◆ Task directions
Search the entries below for "MembershipScope" and copy each matching line.

◆ Excerpted records
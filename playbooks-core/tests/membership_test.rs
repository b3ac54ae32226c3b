use playbooks_core::{
    Actor, Capability, ErrorKind, HttpMembershipOracle, InMemoryPlaybookStore, MembershipConfig,
    MembershipOracle, MembershipScope, MutationOrchestrator, Playbook, PlaybookError, PlaybookId,
    PlaybookStore, PlaybookUpdate, PlaybooksConfig,
};
use std::sync::Arc;
use std::time::Duration;
use wiremock::matchers::{header, method, path};
use wiremock::{Mock, MockServer, ResponseTemplate};

fn config_for(server: &MockServer) -> MembershipConfig {
    MembershipConfig {
        base_url: server.uri(),
        token: Some("secret-token".to_string()),
        timeout_ms: 500,
        retry_attempts: 1,
    }
}

mod http_oracle {
    use super::*;

    #[tokio::test]
    async fn test_member_and_non_member() {
        let server = MockServer::start().await;
        Mock::given(method("GET"))
            .and(path("/api/v4/channels/c1/members/alice"))
            .and(header("authorization", "Bearer secret-token"))
            .respond_with(
                ResponseTemplate::new(200)
                    .set_body_json(serde_json::json!({"channel_id": "c1", "user_id": "alice"})),
            )
            .mount(&server)
            .await;
        Mock::given(method("GET"))
            .and(path("/api/v4/channels/c1/members/bob"))
            .respond_with(ResponseTemplate::new(404))
            .mount(&server)
            .await;

        let oracle = HttpMembershipOracle::new(&config_for(&server)).unwrap();
        let channel = MembershipScope::Channel("c1".to_string());

        assert!(oracle.is_member("alice", &channel).await.unwrap());
        assert!(!oracle.is_member("bob", &channel).await.unwrap());
    }

    #[tokio::test]
    async fn test_team_lookup_path() {
        let server = MockServer::start().await;
        Mock::given(method("GET"))
            .and(path("/api/v4/teams/team-1/members/alice"))
            .respond_with(ResponseTemplate::new(200))
            .expect(1)
            .mount(&server)
            .await;

        let oracle = HttpMembershipOracle::new(&config_for(&server)).unwrap();
        assert!(oracle
            .is_member("alice", &MembershipScope::Team("team-1".to_string()))
            .await
            .unwrap());
    }

    #[tokio::test]
    async fn test_reserved_characters_stay_inside_the_channel_segment() {
        let server = MockServer::start().await;
        // Channel metadata answers 200 for anyone who can see the channel.
        Mock::given(method("GET"))
            .and(path("/api/v4/channels/private"))
            .respond_with(ResponseTemplate::new(200))
            .mount(&server)
            .await;
        Mock::given(method("GET"))
            .and(path("/api/v4/channels/private/members/editor"))
            .respond_with(ResponseTemplate::new(404))
            .mount(&server)
            .await;

        let oracle = HttpMembershipOracle::new(&config_for(&server)).unwrap();

        assert!(!oracle
            .is_member("editor", &MembershipScope::Channel("private".to_string()))
            .await
            .unwrap());
        for crafted in ["private?", "private#", "private/"] {
            assert!(
                !oracle
                    .is_member("editor", &MembershipScope::Channel(crafted.to_string()))
                    .await
                    .unwrap(),
                "{} must not resolve to the channel endpoint",
                crafted
            );
        }

        let requests = server.received_requests().await.unwrap();
        assert!(requests
            .iter()
            .all(|r| r.url.path().ends_with("/members/editor")));
    }

    #[tokio::test]
    async fn test_server_error_is_dependency_unavailable() {
        let server = MockServer::start().await;
        Mock::given(method("GET"))
            .respond_with(ResponseTemplate::new(503))
            .mount(&server)
            .await;

        let oracle = HttpMembershipOracle::new(&config_for(&server)).unwrap();
        let err = oracle
            .is_member("alice", &MembershipScope::Channel("c1".to_string()))
            .await
            .unwrap_err();
        assert_eq!(err.kind(), ErrorKind::DependencyUnavailable);
    }

    #[tokio::test]
    async fn test_slow_directory_times_out() {
        let server = MockServer::start().await;
        Mock::given(method("GET"))
            .respond_with(ResponseTemplate::new(200).set_delay(Duration::from_secs(5)))
            .mount(&server)
            .await;

        let oracle = HttpMembershipOracle::new(&config_for(&server)).unwrap();
        let err = oracle
            .is_member("alice", &MembershipScope::Team("team-1".to_string()))
            .await
            .unwrap_err();
        assert!(matches!(err, PlaybookError::DependencyUnavailable { .. }));
    }
}

mod orchestrated {
    use super::*;

    async fn orchestrator_with(server: &MockServer) -> (Arc<InMemoryPlaybookStore>, MutationOrchestrator) {
        let store = Arc::new(InMemoryPlaybookStore::new());
        store
            .insert(
                Playbook::new("team-1", "Incident response")
                    .with_id("pb1")
                    .with_broadcast_channels(vec!["c1".to_string()]),
            )
            .await;

        let mut config = PlaybooksConfig::default();
        config.membership = config_for(server);
        let oracle = Arc::new(HttpMembershipOracle::new(&config.membership).unwrap());

        (
            store.clone(),
            MutationOrchestrator::new(store, oracle, &config),
        )
    }

    #[tokio::test]
    async fn test_unchanged_channels_never_call_directory() {
        let server = MockServer::start().await;
        Mock::given(method("GET"))
            .respond_with(ResponseTemplate::new(500))
            .expect(0)
            .mount(&server)
            .await;

        let (_, orchestrator) = orchestrator_with(&server).await;
        let editor = Actor::new("editor").with_capability(Capability::ManagePlaybook);

        let outcome = orchestrator
            .update_playbook(
                &editor,
                &PlaybookId::from("pb1"),
                &PlaybookUpdate::new().broadcast_channels(["c1"]),
            )
            .await
            .unwrap();
        assert!(outcome.is_noop());
    }

    #[tokio::test]
    async fn test_malformed_channel_id_rejected_before_lookup() {
        let server = MockServer::start().await;
        Mock::given(method("GET"))
            .respond_with(ResponseTemplate::new(200))
            .expect(0)
            .mount(&server)
            .await;

        let (store, orchestrator) = orchestrator_with(&server).await;
        let editor = Actor::new("editor").with_capability(Capability::ManagePlaybook);

        let err = orchestrator
            .update_playbook(
                &editor,
                &PlaybookId::from("pb1"),
                &PlaybookUpdate::new().broadcast_channels(["c1", "private?"]),
            )
            .await
            .unwrap_err();

        assert_eq!(err.kind(), ErrorKind::InvalidField);
        assert_eq!(store.save_count(), 0);
    }

    #[tokio::test]
    async fn test_directory_outage_is_not_a_denial() {
        let server = MockServer::start().await;
        Mock::given(method("GET"))
            .respond_with(ResponseTemplate::new(502))
            .mount(&server)
            .await;

        let (store, orchestrator) = orchestrator_with(&server).await;
        let editor = Actor::new("editor").with_capability(Capability::ManagePlaybook);

        let err = orchestrator
            .update_playbook(
                &editor,
                &PlaybookId::from("pb1"),
                &PlaybookUpdate::new().broadcast_channels(["c1", "c2"]),
            )
            .await
            .unwrap_err();

        assert_eq!(err.kind(), ErrorKind::DependencyUnavailable);
        let stored = store
            .load_playbook(&PlaybookId::from("pb1"))
            .await
            .unwrap()
            .unwrap();
        assert_eq!(stored.broadcast_channel_ids, vec!["c1"]);
    }

    #[tokio::test]
    async fn test_owner_checked_against_team_directory() {
        let server = MockServer::start().await;
        Mock::given(method("GET"))
            .and(path("/api/v4/teams/team-1/members/bob"))
            .respond_with(ResponseTemplate::new(200))
            .mount(&server)
            .await;
        Mock::given(method("GET"))
            .and(path("/api/v4/teams/team-1/members/mallory"))
            .respond_with(ResponseTemplate::new(404))
            .mount(&server)
            .await;

        let (_, orchestrator) = orchestrator_with(&server).await;
        let admin = Actor::new("root").with_capability(Capability::PlaybookAdmin);
        let id = PlaybookId::from("pb1");

        orchestrator
            .update_playbook(&admin, &id, &PlaybookUpdate::new().default_owner("bob"))
            .await
            .unwrap();

        let err = orchestrator
            .update_playbook(&admin, &id, &PlaybookUpdate::new().default_owner("mallory"))
            .await
            .unwrap_err();
        assert_eq!(err.kind(), ErrorKind::InvalidOwner);
    }
}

◆ Task response
    MembershipOracle, MembershipScope, MutationOrchestrator, Playbook, PlaybookError, PlaybookId,
        let channel = MembershipScope::Channel("c1".to_string());
            .is_member("alice", &MembershipScope::Team("team-1".to_string()))
            .is_member("editor", &MembershipScope::Channel("private".to_string()))
                    .is_member("editor", &MembershipScope::Channel(crafted.to_string()))
            .is_member("alice", &MembershipScope::Channel("c1".to_string()))
            .is_member("alice", &MembershipScope::Team("team-1".to_string()))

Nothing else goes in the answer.